HTML5 reaches 'recommendation' standard at W3C - after 10 years in sometimes fractious development
Will HTML5 kill off Adobe Flash and Microsoft Silverlight as the standard finally reaches 'recommendation' status?
HTML5 has finally reached "recommendation" status at the Worldwide Web Consortium (W3C), the body responsible for developing the standards for HTML, the language behind the Worldwide Web. It should soon also become an International Organization for Standardization (ISO) standard as well, which will help cement its status.
However, there still remains more work to do to complete the Open Web Platform, particularly in terms of security, streaming and push notification. The Open Web Platform covers the whole gamut of web standards being developed under the umbrella of the W3C, and includes cascading style sheets (CSS) WebSockets, and Geolocation APIs.
HTML5 has been some 10 years in development. It is intended to drive web interactivity to new levels and ought to make proprietary plug-ins, such as Adobe Flash and Microsoft Silverlight, obsolete.
According to W3C, the "recommendation" status was achieved following the fifth major revision to the standard.
"Today we think nothing of watching video and audio natively in the browser, and nothing of running a browser on a phone," said Tim Berners-Lee, W3C director. "We expect to be able to share photos, shop, read the news, and look up information anywhere, on any device. Though they remain invisible to most users, HTML5 and the Open Web Platform are driving these growing user expectations."

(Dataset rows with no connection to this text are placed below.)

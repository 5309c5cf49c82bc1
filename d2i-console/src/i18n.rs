//! Locale selection and the module lookup tables
//!
//! Status badges, toasts and error rows are German-only like the rest of the
//! disk2iso web UI; only category titles and module names/descriptions follow
//! the configured locale.

use std::str::FromStr;

#[derive(Debug, Clone, Copy, PartialEq, Eq, Default)]
pub enum Locale {
    #[default]
    De,
    En,
}

impl Locale {
    /// Suffix used in `name_<locale>` category fields
    pub fn code(&self) -> &'static str {
        match self {
            Locale::De => "de",
            Locale::En => "en",
        }
    }
}

impl FromStr for Locale {
    type Err = String;

    fn from_str(s: &str) -> Result<Self, Self::Err> {
        match s.trim().to_ascii_lowercase().as_str() {
            "de" => Ok(Locale::De),
            "en" => Ok(Locale::En),
            other => Err(format!("unsupported locale: {}", other)),
        }
    }
}

/// Display name of a module; unknown ids show the id itself
pub fn module_name(locale: Locale, module_id: &str) -> String {
    let name = match (locale, module_id) {
        (_, "core") => "disk2iso Core",
        (Locale::De, "audio") => "Audio-CD Modul",
        (Locale::En, "audio") => "Audio CD Module",
        (Locale::De, "dvd") => "DVD-Video Modul",
        (Locale::En, "dvd") => "DVD Video Module",
        (Locale::De, "bluray") => "Blu-ray Modul",
        (Locale::En, "bluray") => "Blu-ray Module",
        (Locale::De, "metadata") => "Metadata Modul",
        (Locale::En, "metadata") => "Metadata Module",
        (_, "mqtt") => "MQTT Integration",
        (_, "musicbrainz") => "MusicBrainz Provider",
        (_, "tmdb") => "TMDB Provider",
        _ => return module_id.to_string(),
    };
    name.to_string()
}

pub fn module_description(locale: Locale, module_id: &str) -> &'static str {
    match (locale, module_id) {
        (Locale::De, "core") => "Hauptsystem mit Web-UI und Basis-Funktionalität",
        (Locale::En, "core") => "Main system with web UI and base functionality",
        (Locale::De, "audio") => "Rippen von Audio-CDs mit MusicBrainz-Integration",
        (Locale::En, "audio") => "Audio CD ripping with MusicBrainz integration",
        (Locale::De, "dvd") => "Kopieren von DVD-Video Discs mit Menü-Unterstützung",
        (Locale::En, "dvd") => "DVD video copying with menu support",
        (Locale::De, "bluray") => "Kopieren von Blu-ray Discs",
        (Locale::En, "bluray") => "Blu-ray disc copying",
        (Locale::De, "metadata") => "Erweiterte Metadaten-Verwaltung und Cover-Art",
        (Locale::En, "metadata") => "Extended metadata management and cover art",
        (Locale::De, "mqtt") => "MQTT-Integration für Home Assistant",
        (Locale::En, "mqtt") => "MQTT integration for Home Assistant",
        (Locale::De, "musicbrainz") => "MusicBrainz Metadaten für Audio-CDs",
        (Locale::En, "musicbrainz") => "MusicBrainz metadata for audio CDs",
        (Locale::De, "tmdb") => "TMDB Metadaten für Filme und Serien",
        (Locale::En, "tmdb") => "TMDB metadata for movies and series",
        (Locale::De, _) => "Keine Beschreibung verfügbar",
        (Locale::En, _) => "No description available",
    }
}
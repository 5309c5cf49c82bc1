//! Bootstrap configuration loading
//!
//! The console has no database; everything it needs at startup comes from
//! four tiers, highest priority first:
//! 1. Command-line arguments
//! 2. Environment variables (`D2I_BACKEND_URL`, `D2I_LISTEN_ADDR`, `D2I_LOCALE`)
//! 3. TOML config file
//! 4. Compiled defaults
//!
//! A missing or unreadable TOML file never aborts startup: it is logged and
//! the lower tiers take over.

use crate::{Error, Result};
use serde::{Deserialize, Serialize};
use std::path::{Path, PathBuf};
use std::time::Duration;
use tracing::{info, warn};

pub const ENV_BACKEND_URL: &str = "D2I_BACKEND_URL";
pub const ENV_LISTEN_ADDR: &str = "D2I_LISTEN_ADDR";
pub const ENV_LOCALE: &str = "D2I_LOCALE";

const DEFAULT_BACKEND_URL: &str = "http://127.0.0.1:8080";
const DEFAULT_LISTEN_ADDR: &str = "127.0.0.1:8090";
const DEFAULT_LOCALE: &str = "de";
const DEFAULT_POLL_INTERVAL_SECS: u64 = 5;
const DEFAULT_REQUEST_TIMEOUT_SECS: u64 = 10;

/// Configuration file contents
///
/// Every field is optional so a partial file only overrides what it names.
#[derive(Debug, Clone, Default, Deserialize, Serialize, PartialEq)]
pub struct TomlConfig {
    /// Base URL of the disk2iso backend API
    #[serde(default)]
    pub backend_url: Option<String>,

    /// Socket address the console listens on
    #[serde(default)]
    pub listen_addr: Option<String>,

    /// UI locale ("de" or "en")
    #[serde(default)]
    pub locale: Option<String>,

    /// Disambiguation poll interval in seconds
    #[serde(default)]
    pub poll_interval_secs: Option<u64>,

    /// Backend request timeout in seconds
    #[serde(default)]
    pub request_timeout_secs: Option<u64>,

    /// Logging configuration (optional)
    #[serde(default)]
    pub logging: LoggingConfig,
}

/// Logging configuration
#[derive(Debug, Clone, Deserialize, Serialize, PartialEq)]
pub struct LoggingConfig {
    /// Log level (trace, debug, info, warn, error)
    #[serde(default = "default_log_level")]
    pub level: String,
}

impl Default for LoggingConfig {
    fn default() -> Self {
        Self {
            level: default_log_level(),
        }
    }
}

fn default_log_level() -> String {
    "info".to_string()
}

/// Fully resolved console configuration
#[derive(Debug, Clone, PartialEq)]
pub struct ConsoleConfig {
    pub backend_url: String,
    pub listen_addr: String,
    pub locale: String,
    pub poll_interval: Duration,
    pub request_timeout: Duration,
    pub log_level: String,
}

impl Default for ConsoleConfig {
    fn default() -> Self {
        Self {
            backend_url: DEFAULT_BACKEND_URL.to_string(),
            listen_addr: DEFAULT_LISTEN_ADDR.to_string(),
            locale: DEFAULT_LOCALE.to_string(),
            poll_interval: Duration::from_secs(DEFAULT_POLL_INTERVAL_SECS),
            request_timeout: Duration::from_secs(DEFAULT_REQUEST_TIMEOUT_SECS),
            log_level: default_log_level(),
        }
    }
}

/// Values supplied on the command line (tier 1)
#[derive(Debug, Clone, Default)]
pub struct ConfigOverrides {
    pub backend_url: Option<String>,
    pub listen_addr: Option<String>,
    pub locale: Option<String>,
    /// Explicit config file; skips the platform search when set
    pub config_file: Option<PathBuf>,
}

/// Resolves [`ConsoleConfig`] from the four configuration tiers
pub struct ConfigResolver {
    overrides: ConfigOverrides,
}

impl ConfigResolver {
    pub fn new(overrides: ConfigOverrides) -> Self {
        Self { overrides }
    }

    /// Resolve the configuration. Never fails; bad inputs fall back to defaults.
    pub fn resolve(&self) -> ConsoleConfig {
        let toml_config = self.load_toml().unwrap_or_default();
        let defaults = ConsoleConfig::default();

        let backend_url = first_valid(
            [
                self.overrides.backend_url.clone(),
                std::env::var(ENV_BACKEND_URL).ok(),
                toml_config.backend_url.clone(),
            ],
            |url| {
                let ok = is_valid_backend_url(url);
                if !ok {
                    warn!("Ignoring invalid backend URL {:?}", url);
                }
                ok
            },
        )
        .map(|url| url.trim_end_matches('/').to_string())
        .unwrap_or(defaults.backend_url);

        let listen_addr = pick(
            self.overrides.listen_addr.clone(),
            ENV_LISTEN_ADDR,
            toml_config.listen_addr.clone(),
        )
        .unwrap_or(defaults.listen_addr);

        let locale = pick(
            self.overrides.locale.clone(),
            ENV_LOCALE,
            toml_config.locale.clone(),
        )
        .unwrap_or(defaults.locale);

        let poll_interval = match toml_config.poll_interval_secs {
            Some(0) => {
                warn!("poll_interval_secs = 0 is not allowed, using default");
                defaults.poll_interval
            }
            Some(secs) => Duration::from_secs(secs),
            None => defaults.poll_interval,
        };

        let request_timeout = toml_config
            .request_timeout_secs
            .filter(|secs| *secs > 0)
            .map(Duration::from_secs)
            .unwrap_or(defaults.request_timeout);

        ConsoleConfig {
            backend_url,
            listen_addr,
            locale,
            poll_interval,
            request_timeout,
            log_level: toml_config.logging.level,
        }
    }

    fn load_toml(&self) -> Option<TomlConfig> {
        let path = match &self.overrides.config_file {
            Some(path) => path.clone(),
            None => locate_config_file()?,
        };

        match load_toml_config(&path) {
            Ok(config) => {
                info!("Loaded console config from {}", path.display());
                Some(config)
            }
            Err(e) => {
                warn!("{} - continuing with defaults", e);
                None
            }
        }
    }
}

/// CLI value first, then the environment variable, then the TOML value
fn pick(cli: Option<String>, env_var: &str, toml: Option<String>) -> Option<String> {
    first_valid([cli, std::env::var(env_var).ok(), toml], |_| true)
}

/// First tier whose trimmed, non-empty value passes `valid`
fn first_valid<const N: usize>(
    tiers: [Option<String>; N],
    mut valid: impl FnMut(&str) -> bool,
) -> Option<String> {
    tiers
        .into_iter()
        .flatten()
        .map(|v| v.trim().to_string())
        .filter(|v| !v.is_empty())
        .find(|v| valid(v))
}

fn is_valid_backend_url(url: &str) -> bool {
    url.starts_with("http://") || url.starts_with("https://")
}

/// Read and parse a TOML config file
pub fn load_toml_config(path: &Path) -> Result<TomlConfig> {
    let content = std::fs::read_to_string(path).map_err(|source| Error::ConfigRead {
        path: path.to_path_buf(),
        source,
    })?;
    toml::from_str(&content).map_err(|source| Error::ConfigParse {
        path: path.to_path_buf(),
        source,
    })
}

/// Find the config file: `~/.config/disk2iso/console.toml`, then `/etc/disk2iso/console.toml`
pub fn locate_config_file() -> Option<PathBuf> {
    let user_config = dirs::config_dir().map(|d| d.join("disk2iso").join("console.toml"));
    if let Some(path) = user_config {
        if path.exists() {
            return Some(path);
        }
    }

    let system_config = PathBuf::from("/etc/disk2iso/console.toml");
    if cfg!(unix) && system_config.exists() {
        return Some(system_config);
    }

    None
}
//! Config form fragment and per-field saves

use axum::{
    extract::{Path, State},
    response::Html,
    Json,
};
use serde::{Deserialize, Serialize};
use serde_json::{Map, Value};
use tracing::warn;

use crate::config_binder::SaveOutcome;
use crate::error::{ApiError, ApiResult};
use crate::AppState;

/// Raw input value as typed into the form
#[derive(Debug, Deserialize)]
pub struct SaveConfigRequest {
    pub value: Value,
}

#[derive(Debug, Serialize)]
pub struct SaveConfigResponse {
    pub success: bool,
    pub key: String,
    /// `saved`, `restarted` or `restart_failed`
    pub outcome: &'static str,
    pub restart_service: Option<String>,
}

/// GET /fragments/config
pub async fn get_config_fragment(State(state): State<AppState>) -> Html<String> {
    Html(state.config.render_form().await)
}

/// GET /api/console/config
///
/// Legacy batch read, passed through unchanged.
pub async fn get_all_config(State(state): State<AppState>) -> ApiResult<Json<Map<String, Value>>> {
    Ok(Json(state.client.get_all_config_values().await?))
}

/// PUT /api/console/config/:key
///
/// Only keys bound to a form field are accepted. The outcome toast is
/// broadcast by the binder; the JSON answer mirrors it for the caller.
pub async fn save_config_value(
    State(state): State<AppState>,
    Path(key): Path<String>,
    Json(request): Json<SaveConfigRequest>,
) -> ApiResult<Json<SaveConfigResponse>> {
    if state.config.field(&key).is_none() {
        warn!("Save for unbound config key ignored: {}", key);
        return Err(ApiError::NotFound(format!("config key {}", key)));
    }

    let raw = match request.value {
        Value::String(s) => s,
        Value::Null => String::new(),
        other => other.to_string(),
    };

    let outcome = state.config.save(&key, &raw).await?;
    let (outcome_name, restart_service) = match outcome {
        SaveOutcome::Saved => ("saved", None),
        SaveOutcome::Restarted { service } => ("restarted", Some(service)),
        SaveOutcome::RestartFailed => ("restart_failed", None),
    };

    Ok(Json(SaveConfigResponse {
        success: true,
        key,
        outcome: outcome_name,
        restart_service,
    }))
}
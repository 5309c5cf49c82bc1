//! Error types for d2i-console handlers

use crate::client::BackendError;
use crate::disambiguation::WorkflowError;
use axum::{
    http::StatusCode,
    response::{IntoResponse, Response},
    Json,
};
use serde_json::json;
use thiserror::Error;

/// API error type
#[derive(Debug, Error)]
pub enum ApiError {
    /// Resource not found (404)
    #[error("Resource not found: {0}")]
    NotFound(String),

    /// Invalid request (400)
    #[error("Invalid request: {0}")]
    BadRequest(String),

    /// Conflict (409) - e.g., submission already in flight
    #[error("Conflict: {0}")]
    Conflict(String),

    /// Backend unreachable or answered with an error (502)
    #[error("Backend error: {0}")]
    Backend(#[from] BackendError),
}

impl From<WorkflowError> for ApiError {
    fn from(err: WorkflowError) -> Self {
        let message = err.to_string();
        match err {
            WorkflowError::NoSession => ApiError::NotFound(message),
            WorkflowError::OutOfRange(_) | WorkflowError::IncompleteMetadata => {
                ApiError::BadRequest(message)
            }
            WorkflowError::Busy => ApiError::Conflict(message),
            WorkflowError::Backend(e) => ApiError::Backend(e),
        }
    }
}

impl IntoResponse for ApiError {
    fn into_response(self) -> Response {
        let (status, error_code, message) = match self {
            ApiError::NotFound(msg) => (StatusCode::NOT_FOUND, "NOT_FOUND", msg),
            ApiError::BadRequest(msg) => (StatusCode::BAD_REQUEST, "BAD_REQUEST", msg),
            ApiError::Conflict(msg) => (StatusCode::CONFLICT, "CONFLICT", msg),
            ApiError::Backend(BackendError::InvalidRequest(msg)) => {
                (StatusCode::BAD_REQUEST, "BAD_REQUEST", msg)
            }
            ApiError::Backend(ref err) => (StatusCode::BAD_GATEWAY, "BACKEND_ERROR", err.user_message()),
        };

        let body = Json(json!({
            "error": {
                "code": error_code,
                "message": message,
            }
        }));

        (status, body).into_response()
    }
}

/// Result type for API handlers
pub type ApiResult<T> = Result<T, ApiError>;
//! # disk2iso Console Common Library
//!
//! Shared code for the disk2iso web console crates including:
//! - Error types
//! - Bootstrap configuration loading
//! - Console event types (ConsoleEvent enum) and the EventBus
//! - SSE stream helpers
//! - Time and HTML formatting helpers

pub mod config;
pub mod error;
pub mod events;
pub mod html;
pub mod human_time;
pub mod sse;

pub use error::{Error, Result};
pub use events::{ConsoleEvent, EventBus, ToastSeverity};
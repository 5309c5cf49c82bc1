//! Unit tests for bootstrap configuration and graceful degradation
//!
//! Tests cover:
//! - Defaults when nothing is configured
//! - Priority order CLI > environment > TOML > defaults
//! - Missing or malformed TOML files never abort resolution
//!
//! Note: Uses serial_test crate to prevent ENV variable race conditions.
//! Tests that manipulate D2I_* variables are marked with #[serial].

use d2i_common::config::{
    load_toml_config, ConfigOverrides, ConfigResolver, ConsoleConfig, LoggingConfig, TomlConfig,
    ENV_BACKEND_URL, ENV_LISTEN_ADDR, ENV_LOCALE,
};
use serial_test::serial;
use std::env;
use std::io::Write;
use std::path::PathBuf;
use std::time::Duration;
use tempfile::NamedTempFile;

fn clear_env() {
    env::remove_var(ENV_BACKEND_URL);
    env::remove_var(ENV_LISTEN_ADDR);
    env::remove_var(ENV_LOCALE);
}

fn write_toml(content: &str) -> NamedTempFile {
    let mut file = NamedTempFile::new().unwrap();
    file.write_all(content.as_bytes()).unwrap();
    file
}

fn overrides_with_file(path: PathBuf) -> ConfigOverrides {
    ConfigOverrides {
        config_file: Some(path),
        ..Default::default()
    }
}

#[test]
fn test_compiled_defaults() {
    let defaults = ConsoleConfig::default();
    assert_eq!(defaults.backend_url, "http://127.0.0.1:8080");
    assert_eq!(defaults.listen_addr, "127.0.0.1:8090");
    assert_eq!(defaults.locale, "de");
    assert_eq!(defaults.poll_interval, Duration::from_secs(5));
    assert_eq!(defaults.log_level, "info");
}

#[test]
#[serial]
fn test_missing_config_file_uses_defaults() {
    clear_env();
    let resolver = ConfigResolver::new(overrides_with_file(PathBuf::from(
        "/nonexistent/disk2iso/console.toml",
    )));

    assert_eq!(resolver.resolve(), ConsoleConfig::default());
}

#[test]
#[serial]
fn test_toml_values_applied() {
    clear_env();
    let file = write_toml(
        r#"
backend_url = "http://nas.local:8080/"
locale = "en"
poll_interval_secs = 2
request_timeout_secs = 30

[logging]
level = "debug"
"#,
    );

    let config = ConfigResolver::new(overrides_with_file(file.path().to_path_buf())).resolve();

    // Trailing slash stripped so endpoint paths can be appended verbatim
    assert_eq!(config.backend_url, "http://nas.local:8080");
    assert_eq!(config.locale, "en");
    assert_eq!(config.poll_interval, Duration::from_secs(2));
    assert_eq!(config.request_timeout, Duration::from_secs(30));
    assert_eq!(config.log_level, "debug");
    assert_eq!(config.listen_addr, "127.0.0.1:8090");
}

#[test]
#[serial]
fn test_env_overrides_toml() {
    clear_env();
    let file = write_toml(r#"backend_url = "http://from-toml:8080""#);
    env::set_var(ENV_BACKEND_URL, "http://from-env:8080");

    let config = ConfigResolver::new(overrides_with_file(file.path().to_path_buf())).resolve();
    assert_eq!(config.backend_url, "http://from-env:8080");

    clear_env();
}

#[test]
#[serial]
fn test_cli_overrides_env() {
    clear_env();
    env::set_var(ENV_LISTEN_ADDR, "0.0.0.0:9000");

    let resolver = ConfigResolver::new(ConfigOverrides {
        listen_addr: Some("127.0.0.1:9100".to_string()),
        config_file: Some(PathBuf::from("/nonexistent.toml")),
        ..Default::default()
    });
    assert_eq!(resolver.resolve().listen_addr, "127.0.0.1:9100");

    clear_env();
}

#[test]
#[serial]
fn test_invalid_backend_url_falls_back() {
    clear_env();
    let resolver = ConfigResolver::new(ConfigOverrides {
        backend_url: Some("ftp://nope".to_string()),
        config_file: Some(PathBuf::from("/nonexistent.toml")),
        ..Default::default()
    });
    assert_eq!(resolver.resolve().backend_url, "http://127.0.0.1:8080");
}

#[test]
#[serial]
fn test_invalid_cli_backend_url_falls_to_next_tier() {
    clear_env();
    let file = write_toml(r#"backend_url = "http://from-toml:8080/""#);
    let resolver = ConfigResolver::new(ConfigOverrides {
        backend_url: Some("ftp://nope".to_string()),
        ..overrides_with_file(file.path().to_path_buf())
    });
    assert_eq!(resolver.resolve().backend_url, "http://from-toml:8080");

    env::set_var(ENV_BACKEND_URL, "http://from-env:8080");
    assert_eq!(resolver.resolve().backend_url, "http://from-env:8080");

    clear_env();
}

#[test]
#[serial]
fn test_zero_poll_interval_rejected() {
    clear_env();
    let file = write_toml("poll_interval_secs = 0");
    let config = ConfigResolver::new(overrides_with_file(file.path().to_path_buf())).resolve();
    assert_eq!(config.poll_interval, Duration::from_secs(5));
}

#[test]
#[serial]
fn test_malformed_toml_degrades_gracefully() {
    clear_env();
    let file = write_toml("backend_url = [this is not toml");
    let config = ConfigResolver::new(overrides_with_file(file.path().to_path_buf())).resolve();
    assert_eq!(config, ConsoleConfig::default());
}

#[test]
fn test_load_toml_config_partial_file() {
    let file = write_toml(r#"locale = "en""#);
    let parsed = load_toml_config(file.path()).unwrap();

    assert_eq!(
        parsed,
        TomlConfig {
            locale: Some("en".to_string()),
            logging: LoggingConfig::default(),
            ..Default::default()
        }
    );
}

#[test]
fn test_load_toml_config_missing_file_is_config_error() {
    let err = load_toml_config(&PathBuf::from("/nonexistent/console.toml")).unwrap_err();
    assert!(matches!(err, d2i_common::Error::ConfigRead { .. }));
    assert!(err.to_string().starts_with("Configuration error"));
}

#[test]
fn test_load_toml_config_malformed_is_parse_error() {
    let file = write_toml("locale = [");
    let err = load_toml_config(file.path()).unwrap_err();
    assert!(matches!(err, d2i_common::Error::ConfigParse { .. }));
}
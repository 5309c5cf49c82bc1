//! d2i-console - disk2iso web console
//!
//! Serves the console page, renders its fragments from the disk2iso backend
//! API and runs the MusicBrainz disambiguation poll.

use std::path::PathBuf;

use anyhow::{Context, Result};
use clap::Parser;
use d2i_common::config::{ConfigOverrides, ConfigResolver};
use d2i_console::client::BackendClient;
use d2i_console::disambiguation::WorkflowTimings;
use d2i_console::i18n::Locale;
use d2i_console::{build_router, AppState};
use tokio::signal;
use tracing::{error, info, warn};
use tracing_subscriber::{layer::SubscriberExt, reload, util::SubscriberInitExt, EnvFilter};

/// Command-line arguments for d2i-console
#[derive(Parser, Debug)]
#[command(name = "d2i-console")]
#[command(about = "Web console for the disk2iso disc ripper")]
#[command(version)]
struct Args {
    /// Base URL of the disk2iso backend API
    #[arg(short, long, env = "D2I_BACKEND_URL")]
    backend_url: Option<String>,

    /// Address to listen on (host:port)
    #[arg(short, long, env = "D2I_LISTEN_ADDR")]
    listen: Option<String>,

    /// UI locale (de, en)
    #[arg(long, env = "D2I_LOCALE")]
    locale: Option<String>,

    /// Path to a console.toml config file
    #[arg(short, long)]
    config: Option<PathBuf>,
}

#[tokio::main]
async fn main() -> Result<()> {
    // Initialize tracing at info until the configured level is known
    let rust_log_set = std::env::var("RUST_LOG").is_ok();
    let initial_filter = EnvFilter::try_from_default_env().unwrap_or_else(|_| "info".into());
    let (filter_layer, filter_handle) = reload::Layer::new(initial_filter);
    tracing_subscriber::registry()
        .with(filter_layer)
        .with(tracing_subscriber::fmt::layer())
        .init();

    // Log build identification immediately after tracing init
    info!(
        "Starting disk2iso console (d2i-console) v{} [{}] built {} ({})",
        env!("CARGO_PKG_VERSION"),
        env!("GIT_HASH"),
        env!("BUILD_TIMESTAMP"),
        env!("BUILD_PROFILE")
    );

    let args = Args::parse();

    // CLI > environment > TOML > defaults
    let config = ConfigResolver::new(ConfigOverrides {
        backend_url: args.backend_url,
        listen_addr: args.listen,
        locale: args.locale,
        config_file: args.config,
    })
    .resolve();

    if !rust_log_set {
        match EnvFilter::try_new(&config.log_level) {
            Ok(filter) => {
                if let Err(e) = filter_handle.reload(filter) {
                    warn!("Failed to apply log level {}: {}", config.log_level, e);
                }
            }
            Err(e) => warn!("Invalid log level {}: {}", config.log_level, e),
        }
    }

    let locale: Locale = config.locale.parse().unwrap_or_else(|e| {
        warn!("{}, using de", e);
        Locale::De
    });

    let client = BackendClient::new(&config.backend_url, config.request_timeout)
        .context("Failed to build backend client")?;
    info!("Backend: {}", client.base_url());

    let timings = WorkflowTimings {
        poll_interval: config.poll_interval,
        ..WorkflowTimings::default()
    };
    let state = AppState::with_workflow_timings(client, locale, timings);

    // Disambiguation poll runs for the lifetime of the service
    state.musicbrainz.start_polling().await;

    let app = build_router(state.clone());

    let listener = match tokio::net::TcpListener::bind(config.listen_addr.as_str()).await {
        Ok(listener) => listener,
        Err(e) => {
            error!("Failed to bind {}: {}", config.listen_addr, e);
            return Err(e).context("Failed to bind to address");
        }
    };
    info!("d2i-console listening on http://{}", config.listen_addr);
    info!("Health check: http://{}/health", config.listen_addr);

    axum::serve(listener, app)
        .with_graceful_shutdown(shutdown_signal())
        .await
        .context("Server error")?;

    state.musicbrainz.stop_polling().await;
    info!("Server shutdown complete");
    Ok(())
}

/// Graceful shutdown signal handler
async fn shutdown_signal() {
    let ctrl_c = async {
        if let Err(e) = signal::ctrl_c().await {
            error!("Failed to listen for Ctrl+C: {}", e);
            std::future::pending::<()>().await;
        }
    };

    #[cfg(unix)]
    let terminate = async {
        match signal::unix::signal(signal::unix::SignalKind::terminate()) {
            Ok(mut sig) => {
                sig.recv().await;
            }
            Err(e) => {
                error!("Failed to install SIGTERM handler: {}", e);
                std::future::pending::<()>().await;
            }
        }
    };

    #[cfg(not(unix))]
    let terminate = std::future::pending::<()>();

    tokio::select! {
        _ = ctrl_c => {
            info!("Received Ctrl+C, shutting down");
        },
        _ = terminate => {
            info!("Received terminate signal, shutting down");
        },
    }
}
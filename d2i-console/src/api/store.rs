//! Module store fragment and card actions

use axum::{
    extract::{Path, State},
    response::Html,
    Json,
};
use serde::Serialize;
use tracing::info;

use crate::catalog::StoreAction;
use crate::error::{ApiError, ApiResult};
use crate::AppState;

#[derive(Debug, Serialize)]
pub struct StoreActionResponse {
    pub success: bool,
    pub module: String,
    pub action: String,
    pub message: String,
}

/// GET /fragments/store
///
/// Fetches the catalog and renders all three categories.
pub async fn get_store_fragment(State(state): State<AppState>) -> Html<String> {
    Html(state.catalog.load().await.to_html())
}

/// POST /api/console/store/refresh
pub async fn refresh_store(State(state): State<AppState>) -> Html<String> {
    Html(state.catalog.refresh().await.to_html())
}

/// POST /api/console/store/:module/:action
///
/// Store actions are acknowledged with a toast; nothing is installed yet.
pub async fn store_action(
    State(state): State<AppState>,
    Path((module, action)): Path<(String, String)>,
) -> ApiResult<Json<StoreActionResponse>> {
    let action: StoreAction = action.parse().map_err(ApiError::BadRequest)?;
    let message = action.acknowledgment(&module);

    info!(module = %module, action = action.as_str(), "Store action requested");
    state.toasts.info(message.clone()).await;

    Ok(Json(StoreActionResponse {
        success: true,
        module,
        action: action.as_str().to_string(),
        message,
    }))
}
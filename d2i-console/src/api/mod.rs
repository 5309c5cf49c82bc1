//! HTTP API handlers for d2i-console

pub mod buildinfo;
pub mod config;
pub mod health;
pub mod musicbrainz;
pub mod sse;
pub mod store;
pub mod system;
pub mod ui;

pub use buildinfo::get_build_info;
pub use config::{get_all_config, get_config_fragment, save_config_value};
pub use health::health_routes;
pub use musicbrainz::{
    close_modal, confirm_release, get_cover, get_musicbrainz_fragment, select_release,
    submit_manual,
};
pub use sse::event_stream;
pub use store::{get_store_fragment, refresh_store, store_action};
pub use system::get_dependencies_fragment;
pub use ui::{serve_console_css, serve_console_js, serve_index};
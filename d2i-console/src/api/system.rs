//! System dependency table fragment

use axum::{extract::State, response::Html};

use crate::dependencies::load_dependency_rows;
use crate::AppState;

/// GET /fragments/dependencies
///
/// Table body rows; a failed fetch renders the single error row.
pub async fn get_dependencies_fragment(State(state): State<AppState>) -> Html<String> {
    Html(load_dependency_rows(&state.client).await)
}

Work on the HTML5 specification began in 2004 with the the Web Hypertext Application Technology Working Group (WHATWG), an independent grouping of browser developers who had grown concerned that W3C was working too slowly and that its focus on XHTML 2.0, at the time, was wrong.
Founding members of WHATWG included Apple, the Mozilla Foundation, and Opera, but today it also includes representatives of Google and Microsoft, too.
However, the development of HTML5 has been particularly fraught with disagreement, culminating in a split between W3C and WHATWG in 2012. HTML5, however, represents a snapshot of the joint work of WHATWG and the W3C HTML working group. The two groups will continue to work together to converge their respective work.
For W3C, its next goal in the development of HTML5 will be the launch of HTML5.1, which it is promising for the fourth quarter of 2016.